Published in ‘Duurzaam Geproduceerd‘, courtesy of Wim Raaijen

AkzoNobel Industrial Chemicals wants to apply more novel process technology. The company developed a methodology to hasten it. Innovation Director Marco Waas in the new edition of Dutch magazine : “Duurzaam Geproduceerd”: “We are currently investigating the possibility of making chlorine with the Spinning Disc on a small scale.” September 18th, Waas will be one of the speakers during EemsDeltaVisie.
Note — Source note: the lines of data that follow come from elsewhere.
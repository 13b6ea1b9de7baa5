//! The per-parse cursor and token log.
//!
//! A [`ParseState`] is a value: cloning it yields an independent state that
//! shares nothing mutable with the original. Combinators try alternatives on
//! a clone and [`assign`](ParseState::assign) it back only on success, so a
//! failed attempt can never leak position or tokens to its caller.
//!
//! The emitted tokens are kept in a persistent list (newest first, shared
//! tails). A clone bumps one reference count instead of copying every token
//! emitted so far, which keeps clone-before-attempt linear in the input.

use std::sync::Arc;

use pegtree_core::Token;

#[derive(Clone, Debug)]
pub struct ParseState {
    input: Arc<str>,
    position: usize,
    emitted: Emitted,
}

impl ParseState {
    /// Fresh state at offset 0 with nothing emitted.
    pub fn new(input: impl Into<Arc<str>>) -> Self {
        Self {
            input: input.into(),
            position: 0,
            emitted: Emitted::default(),
        }
    }

    pub fn input(&self) -> &str {
        &self.input
    }

    pub(crate) fn input_arc(&self) -> &Arc<str> {
        &self.input
    }

    /// Byte offset of the cursor. Always on a char boundary.
    pub fn position(&self) -> usize {
        self.position
    }

    /// The unconsumed suffix of the input.
    pub fn remainder(&self) -> &str {
        &self.input[self.position..]
    }

    pub fn is_at_end(&self) -> bool {
        self.position == self.input.len()
    }

    /// Tokens emitted so far, oldest first.
    pub fn emitted(&self) -> Vec<Token> {
        self.emitted.to_vec()
    }

    pub fn emitted_len(&self) -> usize {
        self.emitted.len()
    }

    /// Overwrite position and emitted tokens with `other`'s.
    pub fn assign(&mut self, other: ParseState) {
        self.ensure_same_input(&other);
        self.position = other.position;
        self.emitted = other.emitted;
    }

    /// Same input and position, nothing emitted. Node captures run their
    /// inner rule in a scope so its tokens become the node's children.
    pub(crate) fn scope(&self) -> Self {
        Self {
            input: self.input.clone(),
            position: self.position,
            emitted: Emitted::default(),
        }
    }

    pub(crate) fn advance(&mut self, len: usize) {
        self.set_position(self.position + len);
    }

    pub(crate) fn set_position(&mut self, position: usize) {
        self.ensure_valid_position(position);
        self.position = position;
    }

    pub(crate) fn push(&mut self, token: Token) {
        self.emitted.push(token);
    }

    /// Tokens pushed after the log had `mark` entries, oldest first.
    pub(crate) fn emitted_since(&self, mark: usize) -> Vec<Token> {
        self.emitted.since(mark)
    }

    pub(crate) fn into_tokens(self) -> Vec<Token> {
        self.emitted.to_vec()
    }
}

/// Persistent singly-linked token log.
#[derive(Clone, Debug, Default)]
struct Emitted(Option<Arc<Link>>);

#[derive(Debug)]
struct Link {
    token: Token,
    len: usize,
    prev: Emitted,
}

impl Emitted {
    fn len(&self) -> usize {
        self.0.as_ref().map_or(0, |link| link.len)
    }

    fn push(&mut self, token: Token) {
        let prev = std::mem::take(self);
        let len = prev.len() + 1;
        self.0 = Some(Arc::new(Link { token, len, prev }));
    }

    fn since(&self, mark: usize) -> Vec<Token> {
        let mut out = Vec::with_capacity(self.len().saturating_sub(mark));
        let mut cursor = self.0.as_deref();
        while let Some(link) = cursor {
            if link.len <= mark {
                break;
            }
            out.push(link.token.clone());
            cursor = link.prev.0.as_deref();
        }
        out.reverse();
        out
    }

    fn to_vec(&self) -> Vec<Token> {
        self.since(0)
    }
}

impl Drop for Link {
    // Unlink iteratively so a long log does not recurse once per token.
    fn drop(&mut self) {
        let mut next = self.prev.0.take();
        while let Some(link) = next {
            match Arc::try_unwrap(link) {
                Ok(mut owned) => next = owned.prev.0.take(),
                Err(_) => break,
            }
        }
    }
}
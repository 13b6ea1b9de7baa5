use std::sync::Arc;

use indoc::indoc;

use crate::{Colors, Span, Token};

fn pair() -> Token {
    let source: Arc<str> = Arc::from(r#""k" : <1&2>"#);
    let key = Token::leaf("String", source.clone(), Span::new(0, 3));
    let value = Token::leaf("Raw", source.clone(), Span::new(6, 11));
    let empty = Token::leaf("Empty", source.clone(), Span::new(11, 11));
    Token::new("Pair", source, Span::new(0, 11), vec![key, value, empty])
}

#[test]
fn outline_dump() {
    insta::assert_snapshot!(pair().dump(), @r#"
    Pair
      String "\"k\""
      Raw "<1&2>"
      Empty ""
    "#);
}

#[test]
fn display_matches_dump() {
    let token = pair();
    assert_eq!(token.to_string(), token.dump());
}

#[test]
fn colored_outline_wraps_names_and_text() {
    let source: Arc<str> = Arc::from("x");
    let leaf = Token::leaf("Ident", source, Span::new(0, 1));

    let out = leaf.format(Colors::ON);
    assert_eq!(out, "\x1b[34mIdent\x1b[0m \x1b[32m\"x\"\x1b[0m");
}

#[test]
fn xml_export_nests_and_escapes() {
    assert_eq!(
        pair().to_xml(),
        "<Pair><String>&quot;k&quot;</String><Raw>&lt;1&amp;2&gt;</Raw><Empty/></Pair>"
    );
}

#[test]
fn json_export_leaf() {
    let source: Arc<str> = Arc::from("42");
    let leaf = Token::leaf("Integer", source, Span::new(0, 2));

    assert_eq!(
        leaf.to_json(false),
        r#"{"name":"Integer","span":[0,2],"text":"42"}"#
    );
}

#[test]
fn json_export_composite_pretty() {
    let source: Arc<str> = Arc::from("[7]");
    let item = Token::leaf("Integer", source.clone(), Span::new(1, 2));
    let array = Token::new("Array", source, Span::new(0, 3), vec![item]);

    let expected = indoc! {r#"
        {
          "name": "Array",
          "span": [
            0,
            3
          ],
          "children": [
            {
              "name": "Integer",
              "span": [
                1,
                2
              ],
              "text": "7"
            }
          ]
        }"#};
    assert_eq!(array.to_json(true), expected);
}

#[test]
fn color_switch() {
    assert!(Colors::new(true).is_enabled());
    assert!(!Colors::new(false).is_enabled());
    assert!(!Colors::default().is_enabled());

    let on = Colors::ON;
    assert_eq!(on.paint(on.red, "x"), "\x1b[31mx\x1b[0m");
    let off = Colors::OFF;
    assert_eq!(off.paint(off.red, "x"), "x");
}
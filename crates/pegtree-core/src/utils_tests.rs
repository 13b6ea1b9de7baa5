use crate::utils::{escape_json_string, escape_xml, truncate_text};

#[test]
fn json_escapes_quotes_and_controls() {
    assert_eq!(escape_json_string(r#"a"b"#), r#"a\"b"#);
    assert_eq!(escape_json_string("a\\b"), "a\\\\b");
    assert_eq!(escape_json_string("line\nnext\t"), "line\\nnext\\t");
    assert_eq!(escape_json_string("\u{1}"), "\\u0001");
}

#[test]
fn xml_escapes_markup() {
    assert_eq!(escape_xml("a < b && c > d"), "a &lt; b &amp;&amp; c &gt; d");
    assert_eq!(escape_xml(r#""q""#), "&quot;q&quot;");
    assert_eq!(escape_xml("plain"), "plain");
}

#[test]
fn truncate_keeps_short_text() {
    assert_eq!(truncate_text("short", 10), "short");
    assert_eq!(truncate_text("exactly", 7), "exactly");
}

#[test]
fn truncate_counts_chars_not_bytes() {
    assert_eq!(truncate_text("abcdef", 4), "abc…");
    assert_eq!(truncate_text("ééééé", 3), "éé…");
}
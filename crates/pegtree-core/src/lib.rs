#![cfg_attr(coverage_nightly, feature(coverage_attribute))]

//! Core data structures for pegtree parse results.
//!
//! Two layers:
//! - **Spans**: byte ranges into the parsed source
//! - **Tokens**: the immutable, named tree a successful parse produces
//!
//! A token owns a shared handle to the full source text, so a tree outlives
//! the parse that built it and can be handed to other threads or stored.

mod colors;
mod format;
mod invariants;
mod span;
mod token;
pub mod utils;

#[cfg(test)]
mod format_tests;
#[cfg(test)]
mod utils_tests;

pub use colors::Colors;
pub use span::Span;
pub use token::{ChildrenByName, Descendants, Token};
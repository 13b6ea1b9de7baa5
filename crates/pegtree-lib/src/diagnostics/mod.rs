//! Rendering parse failures against their source.

mod printer;


pub use printer::FailurePrinter;

use crate::engine::ParseError;

impl ParseError {
    /// A printer pointing this error at `source`.
    pub fn printer<'e, 's>(&'e self, source: &'s str) -> FailurePrinter<'e, 's> {
        FailurePrinter::new(self, source)
    }

    /// Plain annotated rendering against `source`.
    pub fn render(&self, source: &str) -> String {
        self.printer(source).render()
    }
}
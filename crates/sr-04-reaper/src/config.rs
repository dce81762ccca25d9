//! Retention configuration.

use std::time::Duration;

const HOUR: Duration = Duration::from_secs(3_600);

/// Longest sweep interval, in hours (ten years).
const MAX_INTERVAL_HOURS: u32 = 10 * 365 * 24;

#[derive(Debug, Clone, PartialEq, Eq)]
pub struct RetentionConfig {
    /// Byte limit for the dedup bucket (0 = unbounded).
    pub size_limit: u64,
    /// Time between sweeps.
    pub sweep_interval: Duration,
}

impl Default for RetentionConfig {
    fn default() -> Self {
        Self {
            size_limit: 0,
            sweep_interval: HOUR,
        }
    }
}

impl RetentionConfig {
    /// Build from tenant settings: limit in bytes, interval in hours (0 = 1,
    /// capped at ten years).
    pub fn from_settings(db_max_size: u64, db_test_interval_hours: u64) -> Self {
        let hours = u32::try_from(db_test_interval_hours)
            .unwrap_or(u32::MAX)
            .clamp(1, MAX_INTERVAL_HOURS);
        Self {
            size_limit: db_max_size,
            sweep_interval: HOUR * hours,
        }
    }

    pub fn for_testing(size_limit: u64) -> Self {
        Self {
            size_limit,
            sweep_interval: Duration::from_millis(100),
        }
    }
}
“The current chemical industry is particularly energy and capital intensive,” states Marco Waas. “From our social commitment and economic considerations AkzoNobel will look for new solutions.” He stressed that it should not remain a noncommittal search within AkzoNobel Industrial Chemicals, but a strategy.Where we want to extend our vision, with a ten year horizon.. Many new technologies are doing well in the Netherlands, up until the pilot phase. Then it stagnates. “Waas who, after a career at Unilever, landed at the Technical University of Delft, has seen what happens to a lot of technostarters. “In the United States and Canada they can count on a lot of venture capital. Not here in the Netherlands. What the reason for this is? Culture? I do not know. I think the government, in addition to industry, has to play an important role to pull innovative manufacturing facilities across the financial gap.”
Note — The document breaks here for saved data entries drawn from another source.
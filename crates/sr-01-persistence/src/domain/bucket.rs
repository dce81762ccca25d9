//! Logical partitions of the store.

use std::fmt;

/// A logical partition. Column family on RocksDB, `bucket` column on SQL.
#[derive(Debug, Clone, Copy, PartialEq, Eq, Hash, PartialOrd, Ord)]
pub enum Bucket {
    /// fingerprint -> first payload seen
    Messages,
    /// `{timestamp}#{fingerprint}` -> fingerprint
    Expiry,
    /// `{route}/{output}` -> serialized batch
    Aggregation,
    /// output name -> invocation count
    Counters,
    /// API key and settings snapshot
    SharedConfig,
}

impl Bucket {
    pub const ALL: [Bucket; 5] = [
        Bucket::Messages,
        Bucket::Expiry,
        Bucket::Aggregation,
        Bucket::Counters,
        Bucket::SharedConfig,
    ];

    pub fn as_str(&self) -> &'static str {
        match self {
            Bucket::Messages => "messages",
            Bucket::Expiry => "expiry",
            Bucket::Aggregation => "aggregation",
            Bucket::Counters => "counters",
            Bucket::SharedConfig => "shared_config",
        }
    }
}

impl fmt::Display for Bucket {
    fn fmt(&self, f: &mut fmt::Formatter<'_>) -> fmt::Result {
        f.write_str(self.as_str())
    }
}
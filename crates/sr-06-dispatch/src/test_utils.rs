//! Test doubles for outputs, rendering and policy.

use crate::error::{OutputError, RenderError};
use crate::ports::{Output, OutputFactory, PolicyEvaluator, Renderer};
use async_trait::async_trait;
use parking_lot::Mutex;
use serde_json::Value;
use shared_types::{OutputSettings, RenderedScan, Route, ScanMessage, TemplateSettings};
use std::collections::HashMap;
use std::sync::atomic::{AtomicBool, AtomicUsize, Ordering};
use std::sync::Arc;

/// Output that records every payload it is asked to send.
pub struct RecordingOutput {
    name: String,
    sent: Mutex<Vec<RenderedScan>>,
    failing: AtomicBool,
    terminations: AtomicUsize,
}

impl RecordingOutput {
    pub fn new(name: &str) -> Arc<Self> {
        Arc::new(Self {
            name: name.to_string(),
            sent: Mutex::new(Vec::new()),
            failing: AtomicBool::new(false),
            terminations: AtomicUsize::new(0),
        })
    }

    /// An output whose every send fails.
    pub fn failing(name: &str) -> Arc<Self> {
        let output = Self::new(name);
        output.set_failing(true);
        output
    }

    pub fn set_failing(&self, failing: bool) {
        self.failing.store(failing, Ordering::SeqCst);
    }

    pub fn sent(&self) -> Vec<RenderedScan> {
        self.sent.lock().clone()
    }

    pub fn sent_count(&self) -> usize {
        self.sent.lock().len()
    }

    pub fn terminations(&self) -> usize {
        self.terminations.load(Ordering::SeqCst)
    }
}

#[async_trait]
impl Output for RecordingOutput {
    fn name(&self) -> &str {
        &self.name
    }

    async fn send(&self, payload: &RenderedScan) -> Result<(), OutputError> {
        if self.failing.load(Ordering::SeqCst) {
            return Err(OutputError::Send {
                output: self.name.clone(),
                message: "sink unavailable".to_string(),
            });
        }
        self.sent.lock().push(payload.clone());
        Ok(())
    }

    async fn terminate(&self) -> Result<(), OutputError> {
        self.terminations.fetch_add(1, Ordering::SeqCst);
        Ok(())
    }
}

/// Builds [`RecordingOutput`]s and keeps a handle to each.
///
/// Settings with `"fail": true` produce a failing output; kind `"broken"`
/// cannot be built at all.
#[derive(Default)]
pub struct RecordingFactory {
    built: Mutex<HashMap<String, Arc<RecordingOutput>>>,
}

impl RecordingFactory {
    pub fn new() -> Arc<Self> {
        Arc::new(Self::default())
    }

    pub fn output(&self, name: &str) -> Option<Arc<RecordingOutput>> {
        self.built.lock().get(name).cloned()
    }
}

impl OutputFactory for RecordingFactory {
    fn build(&self, settings: &OutputSettings) -> Result<Arc<dyn Output>, OutputError> {
        if settings.kind == "broken" {
            return Err(OutputError::Build {
                output: settings.name.clone(),
                kind: settings.kind.clone(),
                message: "unsupported".to_string(),
            });
        }
        let output = RecordingOutput::new(&settings.name);
        if settings.options.get("fail") == Some(&Value::Bool(true)) {
            output.set_failing(true);
        }
        self.built
            .lock()
            .insert(settings.name.clone(), Arc::clone(&output));
        Ok(output)
    }
}

/// Renders every top-level field as a string; batches become
/// `{count, entries, template}`.
#[derive(Debug, Default, Clone, Copy)]
pub struct FieldRenderer;

impl Renderer for FieldRenderer {
    fn render(
        &self,
        template: &TemplateSettings,
        message: &ScanMessage,
    ) -> Result<RenderedScan, RenderError> {
        let mut rendered: RenderedScan = message
            .iter()
            .map(|(k, v)| {
                let text = match v {
                    Value::String(s) => s.clone(),
                    other => other.to_string(),
                };
                (k.clone(), text)
            })
            .collect();
        rendered.insert("template".to_string(), template.name.clone());
        Ok(rendered)
    }

    fn render_batch(
        &self,
        template: &TemplateSettings,
        entries: &[RenderedScan],
    ) -> Result<RenderedScan, RenderError> {
        let encoded = serde_json::to_string(entries).map_err(|e| RenderError::Template {
            template: template.name.clone(),
            message: e.to_string(),
        })?;
        Ok(RenderedScan::from([
            ("count".to_string(), entries.len().to_string()),
            ("entries".to_string(), encoded),
            ("template".to_string(), template.name.clone()),
        ]))
    }
}

/// Accepts a message when its `"source"` field equals the route input, or
/// when the route input is empty.
#[derive(Debug, Default, Clone, Copy)]
pub struct SourcePolicy;

impl PolicyEvaluator for SourcePolicy {
    fn evaluate(&self, route: &Route, message: &ScanMessage) -> bool {
        route.input.is_empty()
            || message.get("source").and_then(Value::as_str) == Some(route.input.as_str())
    }
}
//! # Built-in Adapters
//!
//! Port implementations the runtime ships with: line-oriented outputs and a
//! placeholder-substituting renderer.

pub mod output;
pub mod renderer;

pub use output::{BuiltinOutputFactory, LineOutput};
pub use renderer::TemplateRenderer;
//! Adapters layer: concrete [`PersistenceProvider`](crate::ports::PersistenceProvider)
//! backends.

pub mod memory;
#[cfg(feature = "relational")]
pub mod relational;
#[cfg(feature = "rocksdb")]
pub mod rocksdb_adapter;

pub use memory::InMemoryStore;
#[cfg(feature = "relational")]
pub use relational::{PoolConfig, RelationalStore};
#[cfg(feature = "rocksdb")]
pub use rocksdb_adapter::{RocksDbConfig, RocksDbStore};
Akzo Nobel has developed a new methodology, based on a quick scan method, that is already in use at DSM to determine the suitability of new technologies in specific situations. Auto Innovation Methodology (AIM), has to turn the traditional innovation process somewhat upside down. Traditionally innovations in process technology start with the developers in the laboratory. That is a classical technology push. AIM is specifically intended to take a better look at the fundamental drivers of a chemical reaction and also to engage users, operational people intensively. When an investment is desired, they are carefully guided by a specifically designed program. Eventually it becomes clear which technology is best suited to the specific production process.

In terms of process intensification Waas currently sees several technologies that are promising according to Akzo Nobel. For example, the chemical company sees attractive opportunities in the Spinning Disc, a development of the Eindhoven University of Technology, currently being developed by technostarter Flowid. Waas: “We currently investigate, together with the TU Eindhoven, the ability to make chlorine with the Spinning Disc. In the autumn we will present the results of the study at a conference, but it looks promising. Even though it is a complex reaction. For example, we need a solution to separate the mutual reactive chorine and lye, think of a membrane for instance.
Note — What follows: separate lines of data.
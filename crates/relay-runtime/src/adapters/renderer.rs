//! Placeholder renderer.
//!
//! A template body such as `"{{image}}: {{vulnerability_summary.critical}} critical"`
//! has every `{{path}}` replaced with the message value at that dotted path.
//! Missing paths render empty. An empty body renders every top-level field
//! as its own entry instead.

use serde_json::Value;
use shared_types::{lookup_path, RenderedScan, ScanMessage, TemplateSettings};
use sr_06_dispatch::{RenderError, Renderer};

pub const TEXT_KEY: &str = "text";
pub const TEMPLATE_KEY: &str = "template";
pub const COUNT_KEY: &str = "count";

#[derive(Debug, Default, Clone, Copy)]
pub struct TemplateRenderer;

impl Renderer for TemplateRenderer {
    fn render(
        &self,
        template: &TemplateSettings,
        message: &ScanMessage,
    ) -> Result<RenderedScan, RenderError> {
        let mut rendered = if template.body.is_empty() {
            message
                .iter()
                .map(|(key, value)| (key.clone(), value_text(value)))
                .collect()
        } else {
            RenderedScan::from([(TEXT_KEY.to_string(), substitute(template, message)?)])
        };
        rendered.insert(TEMPLATE_KEY.to_string(), template.name.clone());
        Ok(rendered)
    }

    fn render_batch(
        &self,
        template: &TemplateSettings,
        entries: &[RenderedScan],
    ) -> Result<RenderedScan, RenderError> {
        let mut lines = Vec::with_capacity(entries.len());
        for entry in entries {
            match entry.get(TEXT_KEY) {
                Some(text) => lines.push(text.clone()),
                None => lines.push(serde_json::to_string(entry).map_err(|e| {
                    RenderError::Template {
                        template: template.name.clone(),
                        message: e.to_string(),
                    }
                })?),
            }
        }

        Ok(RenderedScan::from([
            (TEMPLATE_KEY.to_string(), template.name.clone()),
            (COUNT_KEY.to_string(), entries.len().to_string()),
            (TEXT_KEY.to_string(), lines.join("\n")),
        ]))
    }
}

fn value_text(value: &Value) -> String {
    match value {
        Value::String(s) => s.clone(),
        Value::Null => String::new(),
        other => other.to_string(),
    }
}

fn substitute(template: &TemplateSettings, message: &ScanMessage) -> Result<String, RenderError> {
    let body = template.body.as_str();
    let mut out = String::with_capacity(body.len());
    let mut rest = body;

    while let Some(start) = rest.find("{{") {
        out.push_str(&rest[..start]);
        let after = &rest[start + 2..];
        let end = after.find("}}").ok_or_else(|| RenderError::Template {
            template: template.name.clone(),
            message: format!("unclosed placeholder at byte {}", body.len() - rest.len() + start),
        })?;
        let path = after[..end].trim();
        if let Some(value) = lookup_path(message, path) {
            out.push_str(&value_text(value));
        }
        rest = &after[end + 2..];
    }
    out.push_str(rest);
    Ok(out)
}
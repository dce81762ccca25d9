//! # Relay Runtime
//!
//! Owns the long-running tasks and the drain order.
//!
//! ## Shutdown Sequence
//!
//! 1. Stop route timers (in-flight flushes finish)
//! 2. Close the intake queue and dispatch what is buffered
//! 3. Wait for every in-flight dispatch task
//! 4. Terminate outputs
//! 5. Stop the reaper and close the store

use crate::container::{RelayConfig, RelayContainer};
use crate::intake::run_dispatcher;
use anyhow::{Context, Result};
use shared_bus::{intake_channel, IntakePublisher};
use sr_01_persistence::PersistenceProvider;
use sr_04_reaper::Reaper;
use sr_06_dispatch::{OutputFactory, Router};
use std::sync::Arc;
use tokio::sync::watch;
use tokio::task::JoinHandle;
use tracing::{error, info};

pub struct RelayRuntime {
    provider: Arc<dyn PersistenceProvider>,
    router: Arc<Router>,
    publisher: IntakePublisher,
    shutdown_tx: watch::Sender<bool>,
    dispatcher: JoinHandle<u64>,
    reaper: JoinHandle<()>,
}

impl RelayRuntime {
    /// Build every component and start the background tasks.
    pub async fn start(config: RelayConfig, factory: Arc<dyn OutputFactory>) -> Result<Self> {
        info!("===========================================");
        info!("  Scan Relay Runtime v{}", env!("CARGO_PKG_VERSION"));
        info!("===========================================");

        let container = RelayContainer::build(&config, factory).await?;
        let (shutdown_tx, shutdown_rx) = watch::channel(false);

        let reaper = Arc::new(Reaper::new(
            Arc::clone(&container.provider),
            container.retention.clone(),
        ))
        .spawn(shutdown_rx.clone());

        let (publisher, subscription) = intake_channel(config.queue_capacity);
        let dispatcher = tokio::spawn(run_dispatcher(
            subscription,
            Arc::clone(&container.router),
            shutdown_rx,
        ));

        info!(
            "Relay started: {} routes, queue capacity {}",
            container.router.routes().len(),
            publisher.capacity()
        );

        Ok(Self {
            provider: container.provider,
            router: container.router,
            publisher,
            shutdown_tx,
            dispatcher,
            reaper,
        })
    }

    /// A producer handle for the intake queue.
    pub fn publisher(&self) -> IntakePublisher {
        self.publisher.clone()
    }

    pub fn router(&self) -> &Arc<Router> {
        &self.router
    }

    /// Drain and stop. Returns the number of events dispatched.
    pub async fn shutdown(self) -> Result<u64> {
        info!("Initiating graceful shutdown...");

        self.router.engine().context().schedulers.stop_all().await;

        if self.shutdown_tx.send(true).is_err() {
            error!("Background tasks exited before the shutdown signal");
        }
        let dispatched = self.dispatcher.await.context("Dispatcher task failed")?;

        self.router.terminate().await;

        if let Err(e) = self.reaper.await {
            error!("[sr-04] Reaper task failed: {}", e);
        }
        self.provider
            .close()
            .await
            .context("Failed to close storage")?;

        info!("Shutdown complete ({} events dispatched)", dispatched);
        Ok(dispatched)
    }
}
//! # Shared Types Crate
//!
//! Domain types shared across the relay subsystems.
//!
//! ## Design Principles
//!
//! - **Single Source of Truth**: routes, plugin settings and tenant settings
//!   are defined once here and read by every subsystem.
//! - **Messages stay opaque**: an inbound event is a parsed JSON object; the
//!   core never interprets it beyond field lookups for fingerprinting.

pub mod entities;
pub mod errors;
pub mod message;

pub use entities::*;
pub use errors::*;
pub use message::*;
It could very well be a breakthrough. Currently, AkzoNobel produces chlorine in Rotterdam and Delfzijl with the latest technology, electrolyzers. This technology is capital and energy intensive and is reaching its limit. New energy and capital-saving processes are therefore welcome, since they also entail immediate significant cost savings. Moreover, the Spinning Disc also allows for decentralized production. Waas: “I certainly do not exclude that in the future we, in addition to our major industry clusters, for a number of clients, will produce chlorine locally and therefore on- site at these customers.” It offers in this case opportunities to reduce transport and further enhance the safety.